● DIRECTIONS FOR THIS TASK: For every line in the records below that holds "ValidatedArgs", make a copy.

● Saved data entries:
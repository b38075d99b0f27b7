//! Query compilation.
//!
//! Each [`ToolKind`] has one strategy. Compilation only builds logical
//! pipeline stages; nothing here talks to the database.

use serde_json::{Map, Value, json};
use tracing::debug;

use super::error::{ToolError, ValidationError};
use super::validator::ValidatedArgs;
use crate::domains::catalog::{ToolDefinition, ToolKind};

/// Result count used when a search tool declares no `limit` parameter.
pub const DEFAULT_LIMIT: i64 = 10;

/// Candidate pool used when a vector tool receives no `num_candidates`.
pub const DEFAULT_NUM_CANDIDATES: i64 = 100;

/// A database operation ready to run.
#[derive(Debug, Clone, PartialEq)]
pub enum CompiledOperation {
    /// An aggregation pipeline.
    Pipeline {
        stages: Vec<Value>,
        /// Whether the tool's projection is already a stage.
        projection_embedded: bool,
    },

    /// Distinct values of a field path.
    Distinct { field: String },

    /// Collection statistics, indexes and a sample shape.
    CollectionInfo,
}

impl CompiledOperation {
    pub fn stages(&self) -> Option<&[Value]> {
        match self {
            Self::Pipeline { stages, .. } => Some(stages),
            _ => None,
        }
    }
}

/// Compile validated arguments into an operation.
///
/// `query_vector` must be supplied for vector search tools.
pub fn compile(
    tool: &ToolDefinition,
    args: &ValidatedArgs,
    query_vector: Option<Vec<f32>>,
) -> Result<CompiledOperation, ToolError> {
    let operation = match tool.kind {
        ToolKind::VectorSearch => compile_vector_search(tool, args, query_vector)?,
        ToolKind::TextSearch => compile_text_search(tool, args)?,
        ToolKind::DistinctValues => compile_distinct(args)?,
        ToolKind::RawAggregation => compile_raw_aggregation(args)?,
        ToolKind::CollectionInfo => CompiledOperation::CollectionInfo,
    };
    debug!(tool = %tool.name, operation = ?operation, "Compiled operation");
    Ok(operation)
}

fn compile_vector_search(
    tool: &ToolDefinition,
    args: &ValidatedArgs,
    query_vector: Option<Vec<f32>>,
) -> Result<CompiledOperation, ToolError> {
    let index = search_index(tool)?;
    let query_vector = query_vector
        .ok_or_else(|| ToolError::compilation(&tool.name, "no query vector was produced"))?;

    let limit = effective_limit(tool, args);
    let num_candidates = clamp_to_declared(
        tool,
        "num_candidates",
        args.integer("num_candidates").unwrap_or(DEFAULT_NUM_CANDIDATES),
    )
    .max(limit);

    let mut search = Map::new();
    search.insert("index".into(), json!(index));
    search.insert("path".into(), json!(tool.vector_path));
    search.insert("queryVector".into(), json!(query_vector));
    search.insert("numCandidates".into(), json!(num_candidates));
    search.insert("limit".into(), json!(limit));
    let filters = args.list("filters").filter(|f| !f.is_empty());
    if let Some(filter) = filters.map(build_filter).transpose()? {
        search.insert("filter".into(), filter);
    }

    let stages = vec![
        json!({ "$vectorSearch": search }),
        json!({ "$addFields": { "score": { "$meta": "vectorSearchScore" } } }),
        json!({ "$limit": limit }),
    ];
    Ok(with_projection(tool, stages))
}

fn compile_text_search(
    tool: &ToolDefinition,
    args: &ValidatedArgs,
) -> Result<CompiledOperation, ToolError> {
    let index = search_index(tool)?;
    let query = args
        .str("query_text")
        .ok_or_else(|| ValidationError::missing_required("query_text"))?;
    let limit = effective_limit(tool, args);

    let path = match tool.fields_searched.as_slice() {
        [single] if single == "*" => json!({ "wildcard": "*" }),
        [single] => json!(single),
        fields => json!(fields),
    };

    let stages = vec![
        json!({ "$search": { "index": index, "text": { "query": query, "path": path } } }),
        json!({ "$addFields": { "score": { "$meta": "searchScore" } } }),
        json!({ "$limit": limit }),
    ];
    Ok(with_projection(tool, stages))
}

fn compile_distinct(args: &ValidatedArgs) -> Result<CompiledOperation, ToolError> {
    let field = args
        .str("field")
        .ok_or_else(|| ValidationError::missing_required("field"))?
        .trim();

    let valid = !field.is_empty()
        && !field.starts_with('$')
        && field.split('.').all(|segment| !segment.is_empty());
    if !valid {
        return Err(ValidationError::type_mismatch(
            "field",
            format!("'{}' is not a field path", field),
        )
        .into());
    }

    Ok(CompiledOperation::Distinct {
        field: field.to_string(),
    })
}

fn compile_raw_aggregation(args: &ValidatedArgs) -> Result<CompiledOperation, ToolError> {
    let pipeline = args
        .list("pipeline")
        .ok_or_else(|| ValidationError::missing_required("pipeline"))?;

    if pipeline.is_empty() {
        return Err(ValidationError::type_mismatch("pipeline", "pipeline has no stages").into());
    }
    for (i, stage) in pipeline.iter().enumerate() {
        let well_formed = stage.as_object().is_some_and(|s| !s.is_empty());
        if !well_formed {
            return Err(ValidationError::type_mismatch(
                "pipeline",
                format!("stage {} is not a non-empty object", i),
            )
            .into());
        }
    }

    let mut stages = pipeline.to_vec();
    let ends_with_limit = stages
        .last()
        .and_then(Value::as_object)
        .is_some_and(|s| s.contains_key("$limit"));
    if let Some(limit) = args.integer("limit") {
        if !ends_with_limit {
            stages.push(json!({ "$limit": limit }));
        }
    }

    // Caller stages may reshape documents, so the projection runs afterwards.
    Ok(CompiledOperation::Pipeline {
        stages,
        projection_embedded: false,
    })
}

fn search_index(tool: &ToolDefinition) -> Result<&str, ToolError> {
    tool.index
        .as_deref()
        .ok_or_else(|| ToolError::compilation(&tool.name, format!("{} tools need an index", tool.kind)))
}

/// The requested limit, clamped to the declared maximum and to at least 1.
fn effective_limit(tool: &ToolDefinition, args: &ValidatedArgs) -> i64 {
    clamp_to_declared(tool, "limit", args.integer("limit").unwrap_or(DEFAULT_LIMIT)).max(1)
}

fn clamp_to_declared(tool: &ToolDefinition, param: &str, value: i64) -> i64 {
    match tool.param(param).and_then(|p| p.constraint.max) {
        Some(max) => value.min(max.floor() as i64),
        None => value,
    }
}

fn with_projection(tool: &ToolDefinition, mut stages: Vec<Value>) -> CompiledOperation {
    if let Some(projection) = &tool.projection {
        let mut fields = projection.as_map().clone();
        if projection.is_inclusion() && !projection.mentions("score") {
            fields.insert("score".into(), json!(1));
        }
        stages.push(json!({ "$project": fields }));
    }
    CompiledOperation::Pipeline {
        stages,
        projection_embedded: true,
    }
}

/// Build a `$vectorSearch` pre-filter from `[field, value]` pairs or
/// single-key objects. Several filters are ANDed.
fn build_filter(filters: &[Value]) -> Result<Value, ToolError> {
    let mut clauses = Vec::with_capacity(filters.len());
    for (i, filter) in filters.iter().enumerate() {
        let clause = match filter {
            Value::Array(pair) if pair.len() == 2 => match pair[0].as_str() {
                Some(field) if !field.is_empty() && !field.starts_with('$') => {
                    let mut clause = Map::new();
                    clause.insert(field.to_string(), pair[1].clone());
                    Value::Object(clause)
                }
                _ => return Err(bad_filter(i, "the first element must be a field path")),
            },
            Value::Object(map) if map.len() == 1 => Value::Object(map.clone()),
            _ => return Err(bad_filter(i, "expected a [field, value] pair")),
        };
        clauses.push(clause);
    }

    Ok(match clauses.len() {
        1 => clauses.remove(0),
        _ => json!({ "$and": clauses }),
    })
}

fn bad_filter(index: usize, detail: &str) -> ToolError {
    ValidationError::type_mismatch("filters", format!("filter {}: {}", index, detail)).into()
}
//! Dynamic MCP Server Library
//!
//! An MCP server whose tools are not written in code: they are declared in a
//! stored configuration record and turned into MongoDB queries at call time.
//!
//! # Architecture
//!
//! - **core**: configuration, error handling, catalog loading, the main server and transports
//! - **domains**: business logic organized by bounded contexts
//!   - **catalog**: configuration record decoding and the validated tool catalog
//!   - **store**: configuration store and target database access
//!   - **embedding**: embedding provider for vector search
//!   - **tools**: argument validation, query compilation, execution, registration
//!   - **resources**: read-only views of the loaded catalog
//!
//! # Example
//!
//! ```rust,no_run
//! use std::sync::Arc;
//! use std::time::Duration;
//!
//! use dynamic_mcp_server::core::{Config, McpServer, load_catalog};
//! use dynamic_mcp_server::domains::store::{CollectionRef, FileConfigStore, MongoStore};
//! use dynamic_mcp_server::domains::tools::{Executor, ToolRegistry};
//!
//! #[tokio::main]
//! async fn main() -> anyhow::Result<()> {
//!     let config = Config::from_env();
//!     let records = FileConfigStore::new("catalog.json");
//!     let schema = Arc::new(load_catalog(&records, "airbnb", 1, Duration::ZERO).await?);
//!
//!     let target = CollectionRef::from(schema.module());
//!     let store = MongoStore::connect(
//!         "mongodb://localhost:27017",
//!         "dynamic-mcp-server",
//!         Duration::from_secs(5),
//!         CollectionRef::new("mcp_config", "mcp_tools"),
//!     )
//!     .await?;
//!     let executor = Executor::new(Arc::new(store), target, config.execution.max_results);
//!     let registry = ToolRegistry::new(schema, executor, None, &config.execution);
//!     let server = McpServer::new(config, Arc::new(registry));
//!     // Start the server...
//!     Ok(())
//! }
//! ```

pub mod core;
pub mod domains;

// Re-export commonly used types for convenience
pub use core::{Config, Error, McpServer, Result};
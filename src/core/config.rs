//! Configuration management for the MCP server.
//!
//! Configuration is read once at startup from environment variables (after an
//! optional `.env` file) and never changes afterwards. Each concern has its
//! own section with sensible defaults.

use super::transport::TransportConfig;
use crate::domains::embedding::EmbeddingFormat;
use serde::{Deserialize, Serialize};
use std::path::PathBuf;
use std::str::FromStr;
use tracing::{info, warn};

/// Main configuration structure for the MCP server.
#[derive(Debug, Clone, Default, Serialize, Deserialize)]
pub struct Config {
    /// Server identification and metadata.
    pub server: ServerConfig,

    /// Logging configuration.
    pub logging: LoggingConfig,

    /// Transport configuration.
    pub transport: TransportConfig,

    /// Which configuration record to load, and from where.
    pub catalog: CatalogConfig,

    /// Target database connection.
    pub database: DatabaseConfig,

    /// Embedding provider for vector search tools.
    pub embedding: EmbeddingConfig,

    /// Limits applied to every tool invocation.
    pub execution: ExecutionConfig,
}

/// Server identification configuration.
#[derive(Debug, Clone, Serialize, Deserialize)]
pub struct ServerConfig {
    /// The name of the server as reported to clients.
    pub name: String,

    /// The version of the server.
    pub version: String,
}

impl Default for ServerConfig {
    fn default() -> Self {
        Self {
            name: "dynamic-mcp-server".to_string(),
            version: env!("CARGO_PKG_VERSION").to_string(),
        }
    }
}

/// Logging configuration.
#[derive(Debug, Clone, Serialize, Deserialize)]
pub struct LoggingConfig {
    /// Log level filter (e.g., "info", "debug", "trace").
    pub level: String,

    /// Whether to include timestamps in log output.
    pub with_timestamps: bool,
}

impl Default for LoggingConfig {
    fn default() -> Self {
        Self {
            level: "info".to_string(),
            with_timestamps: true,
        }
    }
}

/// Configuration record selection.
#[derive(Debug, Clone, Serialize, Deserialize)]
pub struct CatalogConfig {
    /// Name of the record to load.
    pub tool_name: String,

    /// Read records from this JSON file instead of the database.
    pub file: Option<PathBuf>,

    /// Database holding configuration records.
    pub config_db: String,

    /// Collection holding configuration records.
    pub config_collection: String,

    /// Attempts made while the store is unreachable.
    pub load_attempts: u32,

    /// Pause between attempts.
    pub retry_secs: u64,
}

impl Default for CatalogConfig {
    fn default() -> Self {
        Self {
            tool_name: "default".to_string(),
            file: None,
            config_db: "mcp_config".to_string(),
            config_collection: "mcp_tools".to_string(),
            load_attempts: 3,
            retry_secs: 10,
        }
    }
}

/// Target database connection.
#[derive(Clone, Serialize, Deserialize)]
pub struct DatabaseConfig {
    /// Connection string. Usually carries credentials.
    pub uri: Option<String>,

    /// Server selection and connect timeout, in milliseconds.
    pub timeout_ms: u64,
}

impl Default for DatabaseConfig {
    fn default() -> Self {
        Self {
            uri: None,
            timeout_ms: 5000,
        }
    }
}

/// Custom Debug implementation to redact secrets from logs.
impl std::fmt::Debug for DatabaseConfig {
    fn fmt(&self, f: &mut std::fmt::Formatter<'_>) -> std::fmt::Result {
        f.debug_struct("DatabaseConfig")
            .field("uri", &self.uri.as_ref().map(|_| "[REDACTED]"))
            .field("timeout_ms", &self.timeout_ms)
            .finish()
    }
}

/// Embedding provider configuration.
#[derive(Clone, Serialize, Deserialize)]
pub struct EmbeddingConfig {
    /// HTTP endpoint. Vector search is unavailable without one.
    pub url: Option<String>,

    /// Bearer token sent with every request.
    pub api_key: Option<String>,

    /// Model id sent to the endpoint.
    pub model: String,

    /// Request/response shape; inferred from the model when unset.
    pub format: Option<EmbeddingFormat>,
}

impl Default for EmbeddingConfig {
    fn default() -> Self {
        Self {
            url: None,
            api_key: None,
            model: "amazon.titan-embed-text-v2:0".to_string(),
            format: None,
        }
    }
}

/// Custom Debug implementation to redact secrets from logs.
impl std::fmt::Debug for EmbeddingConfig {
    fn fmt(&self, f: &mut std::fmt::Formatter<'_>) -> std::fmt::Result {
        f.debug_struct("EmbeddingConfig")
            .field("url", &self.url)
            .field("api_key", &self.api_key.as_ref().map(|_| "[REDACTED]"))
            .field("model", &self.model)
            .field("format", &self.format)
            .finish()
    }
}

/// Invocation limits.
#[derive(Debug, Clone, Serialize, Deserialize)]
pub struct ExecutionConfig {
    /// Absolute result ceiling, whatever limit a tool declares.
    pub max_results: usize,

    /// Per-invocation deadline in seconds.
    pub invocation_timeout_secs: u64,

    /// Expose tools that run caller-supplied pipelines.
    pub allow_raw_aggregation: bool,
}

impl Default for ExecutionConfig {
    fn default() -> Self {
        Self {
            max_results: 1000,
            invocation_timeout_secs: 60,
            allow_raw_aggregation: false,
        }
    }
}

/// Read a typed variable, keeping the default when it is unset or malformed.
pub(crate) fn env_parse<T>(key: &str, default: T) -> T
where
    T: FromStr + std::fmt::Display,
{
    match std::env::var(key) {
        Ok(raw) => match raw.trim().parse() {
            Ok(value) => value,
            Err(_) => {
                warn!("Ignoring malformed {}={:?}, using {}", key, raw, default);
                default
            }
        },
        Err(_) => default,
    }
}

/// Read a boolean variable. Accepts true/false, 1/0, yes/no.
pub(crate) fn env_flag(key: &str, default: bool) -> bool {
    match std::env::var(key) {
        Ok(raw) => match raw.trim().to_ascii_lowercase().as_str() {
            "true" | "1" | "yes" => true,
            "false" | "0" | "no" => false,
            _ => {
                warn!("Ignoring malformed {}={:?}, using {}", key, raw, default);
                default
            }
        },
        Err(_) => default,
    }
}

fn env_string(key: &str) -> Option<String> {
    std::env::var(key).ok().filter(|v| !v.trim().is_empty())
}

impl Config {
    /// Create a new configuration with default values.
    pub fn new() -> Self {
        Self::default()
    }

    /// Load configuration from environment variables.
    ///
    /// Environment variables are expected to be prefixed with `MCP_`.
    /// For example: `MCP_SERVER_NAME`, `MCP_MONGO_URI`.
    pub fn from_env() -> Self {
        dotenvy::dotenv().ok();

        let mut config = Self::default();

        if let Some(name) = env_string("MCP_SERVER_NAME") {
            config.server.name = name;
        }

        if let Some(level) = env_string("MCP_LOG_LEVEL") {
            config.logging.level = level;
        }
        config.logging.with_timestamps =
            env_flag("MCP_LOG_TIMESTAMPS", config.logging.with_timestamps);

        config.transport = TransportConfig::from_env();

        // Catalog
        if let Some(tool_name) = env_string("MCP_TOOL_NAME") {
            config.catalog.tool_name = tool_name;
        }
        config.catalog.file = env_string("MCP_CATALOG_FILE").map(PathBuf::from);
        if let Some(db) = env_string("MCP_CONFIG_DB") {
            config.catalog.config_db = db;
        }
        if let Some(collection) = env_string("MCP_CONFIG_COLLECTION") {
            config.catalog.config_collection = collection;
        }
        config.catalog.load_attempts =
            env_parse("MCP_CATALOG_LOAD_ATTEMPTS", config.catalog.load_attempts).max(1);
        config.catalog.retry_secs = env_parse("MCP_CATALOG_RETRY_SECS", config.catalog.retry_secs);

        // Database
        config.database.uri = env_string("MCP_MONGO_URI");
        config.database.timeout_ms = env_parse("MCP_MONGO_TIMEOUT_MS", config.database.timeout_ms);

        // Embedding
        config.embedding.url = env_string("MCP_EMBEDDING_URL");
        config.embedding.api_key = env_string("MCP_EMBEDDING_API_KEY");
        if let Some(model) = env_string("MCP_EMBEDDING_MODEL") {
            config.embedding.model = model;
        }
        if let Some(format) = env_string("MCP_EMBEDDING_FORMAT") {
            config.embedding.format = EmbeddingFormat::parse(&format);
            if config.embedding.format.is_none() {
                warn!(
                    "Ignoring unknown MCP_EMBEDDING_FORMAT={:?}, inferring from model",
                    format
                );
            }
        }
        if config.embedding.url.is_none() {
            warn!("MCP_EMBEDDING_URL not set - vector search tools will fail");
        }

        // Execution
        config.execution.max_results =
            env_parse("MCP_MAX_RESULTS", config.execution.max_results).max(1);
        config.execution.invocation_timeout_secs = env_parse(
            "MCP_INVOCATION_TIMEOUT_SECS",
            config.execution.invocation_timeout_secs,
        );
        config.execution.allow_raw_aggregation = env_flag(
            "MCP_ALLOW_RAW_AGGREGATION",
            config.execution.allow_raw_aggregation,
        );
        if config.execution.allow_raw_aggregation {
            info!("Raw aggregation tools enabled");
        }

        config
    }
}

● RESPONSE AREA:
use super::validator::ValidatedArgs;
    args: &ValidatedArgs,
    args: &ValidatedArgs,
    args: &ValidatedArgs,
fn compile_distinct(args: &ValidatedArgs) -> Result<CompiledOperation, ToolError> {
fn compile_raw_aggregation(args: &ValidatedArgs) -> Result<CompiledOperation, ToolError> {
fn effective_limit(tool: &ToolDefinition, args: &ValidatedArgs) -> i64 {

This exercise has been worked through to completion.